Personal information
- Born: January 10, 1948 Gardena, California, U.S.
- Died: November 5, 2024 (aged 76) Longview, Texas, U.S.
- Listed height: 6 ft 1 in (1.85 m)
- Listed weight: 220 lb (100 kg)

Career information
- High school: Gardena
- College: Utah Southern California
- NFL draft: 1971: 14th round, 356th overall pick

Career history
- New York Giants (1971–1973); Washington Redskins (1974);

Career NFL statistics
- Rushing att-yards: 205-644
- Receptions-yards: 54-470
- Touchdowns: 13
- Stats at Pro Football Reference

= Charlie Evans (American football) =

American football player (1948–2024)

Jack Charles Evans (January 10, 1948 – November 5, 2024) was an American professional football player who was a running back in the National Football League (NFL). He played for the New York Giants and Washington Redskins.

==Biography==
Evans was born in Gardena, California, and graduated from Gardena High School. He played college football at the University of Utah and the University of Southern California.

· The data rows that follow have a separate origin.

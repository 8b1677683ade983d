//! Client trait definition
//!
//! This module defines the `Client` trait that abstracts over different
//! answer-generation backends.

use super::ClientError;
use crate::api::types::{
    ClearResponse, DocumentQuery, DocumentStatus, FlashcardRequest, QuizRequest,
};

/// Trait defining the interface of the remote answer-generation service
#[async_trait::async_trait]
pub trait Client: Send + Sync {
    /// Ask a tutoring question and get the raw answer text
    async fn ask(&self, question: String) -> Result<String, ClientError>;

    /// Generate quiz text, to be parsed with [`crate::parser::extract_quiz`]
    async fn generate_quiz(&self, request: QuizRequest) -> Result<String, ClientError>;

    /// Generate flashcard text, to be parsed with [`crate::parser::extract_flashcards`]
    async fn generate_flashcards(&self, request: FlashcardRequest) -> Result<String, ClientError>;

    /// Ask a question grounded in the uploaded document
    async fn query_document(&self, query: DocumentQuery) -> Result<String, ClientError>;

    /// Get the state of the uploaded document
    async fn document_status(&self) -> Result<DocumentStatus, ClientError>;

    /// Drop the uploaded document from the service
    async fn clear_document(&self) -> Result<ClearResponse, ClientError>;
}
//! Leaf content rendering
//!
//! A conversation stores raw text. How an answer is shown is a capability
//! chosen by the call site: verbatim, or normalised for markdown with inline
//! math.

use lazy_static::lazy_static;
use regex::{Captures, Regex};

use crate::models::{ConversationNode, Role};

lazy_static! {
    static ref PADDED_BOLD: Regex = Regex::new(r"\*\*\s*([^*]+?)\s*\*\*").expect("bold pattern");
    // leftmost alternative wins, so a \frac or \int swallows the terms inside it
    static ref BARE_MATH: Regex = Regex::new(concat!(
        r"\\frac\{[^{}]+\}\{[^{}]+\}",
        r"|\\int[^$]+?dx",
        r"|[a-zA-Z]\^[0-9a-zA-Z]+",
        r"|\b[a-zA-Z]\([a-zA-Z]\)",
        r"|\\(?:neq|leq|geq|alpha|beta|sum|prod)\b",
    ))
    .expect("bare math pattern");
}

/// How to turn a node's raw content into displayable text
pub trait LeafRenderer: Send + Sync {
    fn render(&self, content: &str) -> String;

    /// Renders a node; user text is always shown verbatim
    fn render_node(&self, node: &ConversationNode) -> String {
        match node.role() {
            Role::Assistant => self.render(node.content()),
            Role::User | Role::Error => node.content().to_string(),
        }
    }
}

/// Shows content exactly as generated
#[derive(Debug, Clone, Copy, Default)]
pub struct PlainText;

impl LeafRenderer for PlainText {
    fn render(&self, content: &str) -> String {
        content.to_string()
    }
}

/// Normalises generated text for markdown with `$…$` math
///
/// Outside existing math spans, bare expressions (`x^2`, `f(x)`,
/// `\frac{a}{b}`, `\int … dx`, a few symbol commands) are wrapped in `$…$`.
/// A math span left open at the end is closed.
#[derive(Debug, Clone, Copy, Default)]
pub struct MathMarkdown;

impl LeafRenderer for MathMarkdown {
    fn render(&self, content: &str) -> String {
        let mut out = String::with_capacity(content.len() + 8);

        for segment in split_math(content) {
            match segment {
                Segment::Prose(text) => {
                    let bold = PADDED_BOLD.replace_all(text, "**$1**");
                    let wrapped =
                        BARE_MATH.replace_all(&bold, |caps: &Captures| format!("${}$", &caps[0]));
                    out.push_str(&wrapped);
                }
                Segment::Math(text) => out.push_str(text),
                Segment::Unclosed { text, delimiter } => {
                    out.push_str(text);
                    out.push_str(delimiter);
                }
            }
        }

        out
    }
}

#[derive(Debug, PartialEq, Eq)]
enum Segment<'a> {
    Prose(&'a str),
    /// A math span including its delimiters
    Math(&'a str),
    /// A math span that runs to the end of the text without closing
    Unclosed {
        text: &'a str,
        delimiter: &'static str,
    },
}

fn split_math(text: &str) -> Vec<Segment<'_>> {
    let mut segments = Vec::new();
    let mut rest = text;

    while let Some(start) = rest.find('$') {
        if start > 0 {
            segments.push(Segment::Prose(&rest[..start]));
        }
        let delimiter = if rest[start..].starts_with("$$") {
            "$$"
        } else {
            "$"
        };
        let body = start + delimiter.len();

        match rest[body..].find(delimiter) {
            Some(offset) => {
                let end = body + offset + delimiter.len();
                segments.push(Segment::Math(&rest[start..end]));
                rest = &rest[end..];
            }
            None => {
                segments.push(Segment::Unclosed {
                    text: &rest[start..],
                    delimiter,
                });
                return segments;
            }
        }
    }

    if !rest.is_empty() {
        segments.push(Segment::Prose(rest));
    }
    segments
}

#[cfg(test)]
mod tests {
    use super::*;
    use crate::models::{Conversation, Message};
    use pretty_assertions::assert_eq;

    #[test]
    fn test_plain_text_is_verbatim() {
        assert_eq!(PlainText.render("x^2 **bold **"), "x^2 **bold **");
    }

    #[test]
    fn test_wraps_superscripts_and_function_application() {
        assert_eq!(
            MathMarkdown.render("The derivative of x^2 is f(x) scaled"),
            "The derivative of $x^2$ is $f(x)$ scaled"
        );
    }

    #[test]
    fn test_leaves_existing_math_alone() {
        let text = "Already $x^2 + y^2$ and $$\\frac{a}{b}$$ done";
        assert_eq!(MathMarkdown.render(text), text);
    }

    #[test]
    fn test_fraction_is_wrapped_whole() {
        assert_eq!(
            MathMarkdown.render("so \\frac{x^2}{2} follows"),
            "so $\\frac{x^2}{2}$ follows"
        );
    }

    #[test]
    fn test_integral_and_commands() {
        assert_eq!(
            MathMarkdown.render("compute \\int 3t dx where a \\neq b"),
            "compute $\\int 3t dx$ where a $\\neq$ b"
        );
    }

    #[test]
    fn test_word_calls_are_not_wrapped() {
        assert_eq!(MathMarkdown.render("use sin(x) here"), "use sin(x) here");
    }

    #[test]
    fn test_collapses_padded_bold() {
        assert_eq!(MathMarkdown.render("** Key idea **"), "**Key idea**");
    }

    #[test]
    fn test_closes_unbalanced_math() {
        assert_eq!(MathMarkdown.render("open $x + 1"), "open $x + 1$");
        assert_eq!(MathMarkdown.render("block $$y"), "block $$y$$");
    }

    #[test]
    fn test_render_node_keeps_user_text_verbatim() {
        let mut conversation = Conversation::new();
        let user = conversation.append_root(Message::user("what is x^2?"));
        let answer = conversation.append_root(Message::assistant("x^2 is a square"));

        let renderer = MathMarkdown;
        assert_eq!(
            renderer.render_node(conversation.find(user).unwrap()),
            "what is x^2?"
        );
        assert_eq!(
            renderer.render_node(conversation.find(answer).unwrap()),
            "$x^2$ is a square"
        );
    }
}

He was drafted by the New York Giants in the 14th round (356th overall) of the 1971 NFL draft, and played four seasons in the NFL.

Evans died at his home in Longview, Texas on November 5, 2024, at the age of 76. He leaves behind a daughter, son, and three grandchildren.

His brain was donated to Boston University CTE Center to assist in further medical research of CTE.

Shortly after his death, his 3 touchdown game against the Chargers in 1971 re-gained notoriety as Giants rookie Cam Skattebo scored 3 rushing touchdowns in a game (while beating the Eagles 34–17 upset win) on October 9, 2025, becoming the only Giants rookies to do so.